MATERIAL SUPPLIED =>
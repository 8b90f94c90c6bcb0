use serde::{Deserialize, Serialize};

use super::accessor::{
    FLAG_MENU_WAIT, FLAG_NUTRITION, FLAG_STAIRS_DOWN, INTERNAL_LEN, STAT_BRANCH, STAT_DEPTH,
    STAT_EXP_LEVEL, STAT_EXP_POINTS, STAT_GOLD, STAT_LEN, STAT_POS_X, STAT_POS_Y, STAT_SCORE,
    STAT_TURN,
};

/// Default viewport dimensions of the simulation's visible map.
pub const MAP_ROWS: usize = 21;
pub const MAP_COLS: usize = 79;

/// One immutable capture of simulation-exposed state at a given turn.
///
/// The policy layer only ever derives values from a snapshot; it never
/// writes one. Field meanings inside `stats` and `internals` are fixed by
/// offset and exposed through the named accessors on this type.
#[derive(Debug, Clone, PartialEq, Serialize, Deserialize)]
pub struct Snapshot {
    pub stats: Vec<i64>,
    pub glyphs: SymbolGrid,
    pub internals: Vec<i64>,
}

impl Snapshot {
    pub fn builder() -> SnapshotBuilder {
        SnapshotBuilder::new()
    }
}

/// 2-D grid of visible terrain/entity symbol codes. `0` means unseen.
#[derive(Debug, Clone, PartialEq, Serialize, Deserialize)]
pub struct SymbolGrid {
    rows: usize,
    cols: usize,
    cells: Vec<i32>,
}

impl SymbolGrid {
    pub fn new(rows: usize, cols: usize) -> Self {
        Self {
            rows,
            cols,
            cells: vec![0; rows * cols],
        }
    }

    pub fn rows(&self) -> usize {
        self.rows
    }

    pub fn cols(&self) -> usize {
        self.cols
    }

    pub fn get(&self, y: usize, x: usize) -> Option<i32> {
        if y < self.rows && x < self.cols {
            Some(self.cells[y * self.cols + x])
        } else {
            None
        }
    }

    pub fn set(&mut self, y: usize, x: usize, code: i32) {
        if y < self.rows && x < self.cols {
            self.cells[y * self.cols + x] = code;
        }
    }

    /// Number of cells revealed so far (symbol code != 0).
    pub fn revealed_count(&self) -> i64 {
        self.cells.iter().filter(|&&c| c != 0).count() as i64
    }

    /// Symbol codes of the up-to-eight cells surrounding `(y, x)`, clamped
    /// at the grid edge. The center cell (the player) is not included.
    pub fn neighbors(&self, y: i64, x: i64) -> impl Iterator<Item = i32> + '_ {
        (-1..=1).flat_map(move |dy| (-1..=1).map(move |dx| (dy, dx))).filter_map(move |(dy, dx)| {
            if dy == 0 && dx == 0 {
                return None;
            }
            let ny = y + dy;
            let nx = x + dx;
            if ny < 0 || nx < 0 {
                return None;
            }
            self.get(ny as usize, nx as usize)
        })
    }
}

impl Default for SymbolGrid {
    fn default() -> Self {
        Self::new(MAP_ROWS, MAP_COLS)
    }
}

/// Composite identifier scoping per-location bookkeeping within an episode.
#[derive(Debug, Clone, Copy, PartialEq, Eq, Hash, Serialize, Deserialize)]
pub struct LocationKey {
    pub branch: i64,
    pub depth: i64,
}

/// Builds well-formed snapshots, mostly for scripted simulations and tests.
#[derive(Debug, Clone)]
pub struct SnapshotBuilder {
    stats: Vec<i64>,
    glyphs: SymbolGrid,
    internals: Vec<i64>,
}

impl SnapshotBuilder {
    pub fn new() -> Self {
        Self {
            stats: vec![0; STAT_LEN],
            glyphs: SymbolGrid::default(),
            internals: vec![0; INTERNAL_LEN],
        }
    }

    pub fn position(mut self, x: i64, y: i64) -> Self {
        self.stats[STAT_POS_X] = x;
        self.stats[STAT_POS_Y] = y;
        self
    }

    pub fn score(mut self, score: i64) -> Self {
        self.stats[STAT_SCORE] = score;
        self
    }

    pub fn gold(mut self, gold: i64) -> Self {
        self.stats[STAT_GOLD] = gold;
        self
    }

    pub fn turn(mut self, turn: i64) -> Self {
        self.stats[STAT_TURN] = turn;
        self
    }

    pub fn experience(mut self, points: i64, level: i64) -> Self {
        self.stats[STAT_EXP_POINTS] = points;
        self.stats[STAT_EXP_LEVEL] = level;
        self
    }

    pub fn location(mut self, branch: i64, depth: i64) -> Self {
        self.stats[STAT_BRANCH] = branch;
        self.stats[STAT_DEPTH] = depth;
        self
    }

    pub fn nutrition(mut self, nutrition: i64) -> Self {
        self.internals[FLAG_NUTRITION] = nutrition;
        self
    }

    pub fn menu_blocked(mut self, blocked: bool) -> Self {
        self.internals[FLAG_MENU_WAIT] = blocked as i64;
        self
    }

    pub fn stairs_down(mut self, underfoot: bool) -> Self {
        self.internals[FLAG_STAIRS_DOWN] = underfoot as i64;
        self
    }

    pub fn glyph(mut self, y: usize, x: usize, code: i32) -> Self {
        self.glyphs.set(y, x, code);
        self
    }

    pub fn build(self) -> Snapshot {
        Snapshot {
            stats: self.stats,
            glyphs: self.glyphs,
            internals: self.internals,
        }
    }
}

impl Default for SnapshotBuilder {
    fn default() -> Self {
        Self::new()
    }
}

#[cfg(test)]
mod tests {
    use super::*;

    #[test]
    fn test_revealed_count() {
        let mut grid = SymbolGrid::new(4, 4);
        assert_eq!(grid.revealed_count(), 0);
        grid.set(0, 0, 7);
        grid.set(3, 3, 2);
        grid.set(3, 3, 5);
        assert_eq!(grid.revealed_count(), 2);
    }

    #[test]
    fn test_neighbors_exclude_center() {
        let mut grid = SymbolGrid::new(5, 5);
        grid.set(2, 2, 99);
        grid.set(1, 1, 3);
        grid.set(2, 3, 4);
        let codes: Vec<i32> = grid.neighbors(2, 2).collect();
        assert_eq!(codes.len(), 8);
        assert!(!codes.contains(&99));
        assert!(codes.contains(&3));
        assert!(codes.contains(&4));
    }

    #[test]
    fn test_neighbors_clamped_at_edges() {
        let grid = SymbolGrid::new(3, 3);
        assert_eq!(grid.neighbors(0, 0).count(), 3);
        assert_eq!(grid.neighbors(2, 2).count(), 3);
        assert_eq!(grid.neighbors(0, 1).count(), 5);
    }

    #[test]
    fn test_builder_defaults_are_well_formed() {
        let snapshot = Snapshot::builder().turn(12).score(40).build();
        assert_eq!(snapshot.turn_counter().unwrap(), 12);
        assert_eq!(snapshot.score().unwrap(), 40);
        assert_eq!(snapshot.glyphs.revealed_count(), 0);
    }
}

YOUR INSTRUCTIONS => Pull out every line above that holds the word "internals".

THE COMPLETED TASK =>
/// writes one. Field meanings inside `stats` and `internals` are fixed by
    pub internals: Vec<i64>,
    internals: Vec<i64>,
            internals: vec![0; INTERNAL_LEN],
        self.internals[FLAG_NUTRITION] = nutrition;
        self.internals[FLAG_MENU_WAIT] = blocked as i64;
        self.internals[FLAG_STAIRS_DOWN] = underfoot as i64;
            internals: self.internals,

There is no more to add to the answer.